2) Traditional indigenous ownership is distinct from civil ownership, consisting of the occupation of lands permanently inhabited by the Indians, those used for their productive activities, those essential for the preservation of the environmental resources necessary for their well-being and those necessary for their physical and cultural reproduction, according to their uses, customs and traditions, pursuant to paragraph 1 of article 231 of the constitutional text.

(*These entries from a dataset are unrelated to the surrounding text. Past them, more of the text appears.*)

use std::str::FromStr;

use x25519_dalek::{PublicKey, StaticSecret};

use crate::awg::Key;

use super::{KeyError, KeyPair, KeyService};

/// In-process X25519, same results as `awg genkey | awg pubkey`.
#[derive(Debug, Default, Clone, Copy)]
pub struct LocalKeys;

impl KeyPair {
    pub fn from_private(private: Key) -> Self {
        let secret = StaticSecret::from(private.to_bytes());
        let public = Key::from(PublicKey::from(&secret).to_bytes());

        KeyPair { private, public }
    }
}

/// Clamps the scalar the way `genkey` does.
fn clamp(mut bytes: [u8; 32]) -> [u8; 32] {
    bytes[0] &= 248;
    bytes[31] &= 127;
    bytes[31] |= 64;
    bytes
}

impl KeyService for LocalKeys {
    type Error = KeyError;

    async fn generate_keypair(&self) -> Result<KeyPair, Self::Error> {
        let private = Key::from(clamp(Key::random().to_bytes()));

        Ok(KeyPair::from_private(private))
    }

    async fn derive_public(&self, private: &str) -> Result<KeyPair, Self::Error> {
        let private = Key::from_str(private.trim())?;

        Ok(KeyPair::from_private(private))
    }

    async fn generate_psk(&self) -> Result<Key, Self::Error> {
        Ok(Key::random())
    }
}
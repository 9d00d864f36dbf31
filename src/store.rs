use std::{fs, io, path::Path};

use bincode::{
    Decode, Encode,
    config::{BigEndian, Configuration},
};

use crate::{
    awg::{instance::InterfaceRecord, peer::PeerRecord},
    error::Error,
};

const BINCODE_CONFIG: Configuration<BigEndian> = bincode::config::standard().with_big_endian();

/// Name of a peer section in the store.
#[derive(Debug, Clone, PartialEq, Eq, Hash, PartialOrd, Ord, Encode, Decode)]
pub struct SectionId(String);

impl SectionId {
    pub fn generate() -> Self {
        SectionId(format!("cfg{}", uuid::Uuid::new_v4().simple()))
    }
}

impl std::str::FromStr for SectionId {
    type Err = std::convert::Infallible;

    fn from_str(s: &str) -> Result<Self, Self::Err> {
        Ok(SectionId(s.to_string()))
    }
}

impl std::fmt::Display for SectionId {
    fn fmt(&self, f: &mut std::fmt::Formatter<'_>) -> std::fmt::Result {
        write!(f, "{}", self.0)
    }
}

#[derive(Debug, thiserror::Error)]
pub enum StoreError {
    #[error("no such section: {0}")]
    UnknownSection(SectionId),
}

/// Named peer sections of one interface.
pub trait SectionStore {
    fn sections(&self) -> Vec<SectionId>;
    fn get(&self, id: &SectionId) -> Option<&PeerRecord>;
    fn set(&mut self, id: &SectionId, peer: PeerRecord) -> Result<(), StoreError>;
    fn add(&mut self, peer: PeerRecord) -> Result<SectionId, StoreError>;
    fn remove(&mut self, id: &SectionId) -> Result<PeerRecord, StoreError>;
}

#[derive(Debug, Default, Clone, PartialEq, Eq, Encode, Decode)]
pub struct MemoryStore {
    sections: Vec<(SectionId, PeerRecord)>,
}

impl MemoryStore {
    pub fn iter(&self) -> impl Iterator<Item = (&SectionId, &PeerRecord)> {
        self.sections.iter().map(|(id, peer)| (id, peer))
    }

    fn position(&self, id: &SectionId) -> Result<usize, StoreError> {
        self.sections
            .iter()
            .position(|(sid, _)| sid == id)
            .ok_or_else(|| StoreError::UnknownSection(id.clone()))
    }
}

impl SectionStore for MemoryStore {
    fn sections(&self) -> Vec<SectionId> {
        self.sections.iter().map(|(id, _)| id.clone()).collect()
    }

    fn get(&self, id: &SectionId) -> Option<&PeerRecord> {
        self.sections
            .iter()
            .find(|(sid, _)| sid == id)
            .map(|(_, peer)| peer)
    }

    fn set(&mut self, id: &SectionId, peer: PeerRecord) -> Result<(), StoreError> {
        let idx = self.position(id)?;
        self.sections[idx].1 = peer;
        Ok(())
    }

    fn add(&mut self, peer: PeerRecord) -> Result<SectionId, StoreError> {
        let id = SectionId::generate();
        self.sections.push((id.clone(), peer));
        Ok(id)
    }

    fn remove(&mut self, id: &SectionId) -> Result<PeerRecord, StoreError> {
        let idx = self.position(id)?;
        Ok(self.sections.remove(idx).1)
    }
}

/// Interface form state and its peers, as kept on disk between runs.
#[derive(Debug, Default, Clone, PartialEq, Eq, Encode, Decode)]
pub struct Snapshot {
    pub interface: InterfaceRecord,
    pub peers: MemoryStore,
}

impl Snapshot {
    /// A missing file is an empty snapshot.
    pub fn load(path: &Path) -> Result<Self, Error> {
        let data = match fs::read(path) {
            Ok(data) => data,
            Err(err) if err.kind() == io::ErrorKind::NotFound => {
                log::info!("no state at {}, starting empty", path.display());
                return Ok(Snapshot::default());
            }
            Err(err) => return Err(err.into()),
        };

        let (snapshot, _) = bincode::decode_from_slice(&data, BINCODE_CONFIG)?;
        Ok(snapshot)
    }

    pub fn save(&self, path: &Path) -> Result<(), Error> {
        let data = bincode::encode_to_vec(self, BINCODE_CONFIG)?;
        fs::write(path, data)?;
        Ok(())
    }
}

#[cfg(test)]
mod tests {
    use crate::awg::{Key, instance::ObfsParam};

    use super::*;

    fn peer(key: &str) -> PeerRecord {
        PeerRecord {
            public_key: key.to_string(),
            ..Default::default()
        }
    }

    #[test]
    fn test_store_add_get_remove() {
        let mut store = MemoryStore::default();
        let a = store.add(peer("a")).unwrap();
        let b = store.add(peer("b")).unwrap();

        assert_ne!(a, b);
        assert!(a.to_string().starts_with("cfg"));
        assert_eq!(store.sections(), vec![a.clone(), b.clone()]);
        assert_eq!(store.get(&b).map(|p| p.public_key.as_str()), Some("b"));

        store.set(&a, peer("c")).unwrap();
        assert_eq!(store.get(&a).map(|p| p.public_key.as_str()), Some("c"));

        assert_eq!(store.remove(&a).unwrap().public_key, "c");
        assert!(store.get(&a).is_none());
        assert!(matches!(
            store.remove(&a),
            Err(StoreError::UnknownSection(_))
        ));
        assert_eq!(store.sections(), vec![b]);
    }

    #[test]
    fn test_snapshot_encoding() {
        let mut snapshot = Snapshot::default();
        snapshot.interface.private_key = Key::random().to_string();
        snapshot.interface.obfs.set(ObfsParam::Jc, "4");
        snapshot.interface.obfs.set(ObfsParam::I3, "<r 10>");
        snapshot.peers.add(peer("a")).unwrap();

        let data = bincode::encode_to_vec(&snapshot, BINCODE_CONFIG).unwrap();
        let (decoded, _): (Snapshot, usize) =
            bincode::decode_from_slice(&data, BINCODE_CONFIG).unwrap();

        assert_eq!(decoded, snapshot);
    }

    #[test]
    fn test_snapshot_missing_file() {
        let path = std::env::temp_dir().join(format!("{}.bin", SectionId::generate()));

        assert_eq!(Snapshot::load(&path).unwrap(), Snapshot::default());
    }
}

3) The constitutional protection of the [peoples'] original rights over the lands they traditionally occupy does not depend on the existence of a time frame, on October 5, 1988, or the configuration of the stubborn dispossession, such as a physical conflict or a persistent legal dispute at the date of the promulgation of the Constitution.
4) In the absence of the time frame, on October 5, 1988, or of stubborn dispossession or physical conflict or persistent judicial controversy at the date of promulgation of the Constitution, the legal acts and transactions are valid and effective, producing all their effects. perfect and res judicata, which has possession or dominion as its object; or the occupation in good faith of lands traditionally occupied by indigenous peoples; or the exploitation of the soil, rivers and lakes existing therein; assisting with the particular right to prior compensation from the Union, in cash or agrarian debt securities, if it is in the interest of the beneficiary, both in relation to the bare land and in relation to the improvements carried out.
5) In the hypothesis foreseen in the previous item, being contrary to the public interest the deconstitution of the consolidated situation, and seeking social peace, the Union may carry out compensation to the indigenous communities, granting them lands equivalent to those traditionally occupied, provided there is [their ] expresses agreement.
6) The anthropological report carried out pursuant to Decree 1.775/1996 is a fundamental element for demonstrating the traditional occupation of the specific indigenous community, according to its uses, customs and traditions.
7) The resizing of the indigenous land is not prohibited in case of non-compliance with the elements contained in article 231 of the Constitution of the Republic, through a demarcation procedure, under the terms of the rules in force.
8) The lands traditionally occupied by indigenous people are permanently owned by the community, with the indigenous people having exclusive use of the riches of the soil and of the rivers existing therein.
9) Lands traditionally occupied by indigenous peoples, as public lands, are inalienable, unavailable and the rights over them are imprescriptible.
10) There is compatibility between the traditional occupation of indigenous lands and the constitutional protection of the environment.